For a film that only lasts 85 minutes there are so many iconic scenes that a echoed through cinema today. Deadites locked under the stairs, Linda's monologue to Ash, the tree, those sweeping ground shots, this is the pinnacle of film making and specially donated to the horror genre as a banner for how it's not all about breasts and blood for which the mass hysteria of cinema goers though of the genre at the time. A masterstroke again to the films editing team which included none other than Joel Coen of the Coen Brothers, in the same studio used by Brian De Palma, as they sifted through mountains of footage to get the final cut and only made a sheer 49 second cut for the film to receive an X rating (only in 2000 were they added in to make an 18 UK rated cut). Furthermore, the film was so low calibre it had to be enlarged for cinema screens, testament to how different this was to films produced in screens around the same time.
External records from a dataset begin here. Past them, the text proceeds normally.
//! Structural self-checks for meshes and the maps derived from them.
//!
//! Checks run in debug builds, or in release builds with the
//! `check-invariants` / `strict-invariants` features.

use crate::mesh_error::AmrError;

/// Trait for validating data structure invariants.
pub trait DebugInvariants {
    /// Assert invariants in debug builds or when invariant checking is enabled.
    fn debug_assert_invariants(&self);

    /// Validate invariants and return the first error encountered.
    fn validate_invariants(&self) -> Result<(), AmrError>;

    /// Pass `self` through when it is valid.
    fn validated(self) -> Result<Self, AmrError>
    where
        Self: Sized,
    {
        self.validate_invariants()?;
        Ok(self)
    }
}

/// Run a fallible check and panic with context on error, when invariant
/// checking is enabled.
#[macro_export]
macro_rules! debug_invariants {
    ($expr:expr, $($ctx:tt)*) => {
        #[cfg(any(debug_assertions, feature = "strict-invariants", feature = "check-invariants"))]
        if let Err(e) = $expr {
            panic!(concat!("[invariants] ", $($ctx)*, ": {}"), e);
        }
    };
}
The creative executions of the deadites and their demise is nothing short of magnificent and timeless. There's something still skin crawling about watching the melting of flesh to the bone that makes this more than just Aardman animation on acid. This is pure horror and the student level performances keep it all grounded. While the camera flashes between the make-up heavy starlets, and the stop motion techniques are flawless from a film maker in his early years.

To put things in perspective this guy has redefined superhero movies, taken on the largest film another 22 years later and always come back to produce the franchise he started with. The quality of ASH V THE EVIL DEAD is testament to this as a follow on from the earlier entries and one that plays on fan service to the point that it retcons the bridge between the 1981 and 1987 released films.
THE EVIL DEAD is the pinnacle of film making at it's best. Original, innovative, fresh, raw, nasty and yet heart wrenchingly emotional as it's cast all fight against something never anticipated. While haunted house films had been done before, and zombie outbreaks were the mainstream, there's something about 4 people in the backwoods slowly getting possessed to the point they are not just alien, but fighting against the death for sheer survival against those once loved.
With the likes of HALLOWEEN, THE THING, DAWN OF THE DEAD, NOSFERATU, FRANKENSTEIN, UNDER THE SKIN, JAWS, THE WITCH, POSSESSION, ROSEMARY'S BABY, THE WICKER MAN, HIGH TENSION, SCREAM, MARTYRS... the list goes on, there is and never will be anything quite like the masterful genius and naivety of THE EVIL DEAD that makes it an intimidating foresight of how not giving a fuck, actually makes people, well, give a fuck.
Sam Raimi and Bruce Campbell maybe household names now, but in 1981 their journey was just beginning and as such, let's remember THE EVIL DEAD as not only the greatest cabin in the woods film ever made, but the damn best horror movie ever made too! It may be low budget, but it stands tall as the greatest in the EVIL DEAD saga and that is a high bar to excel.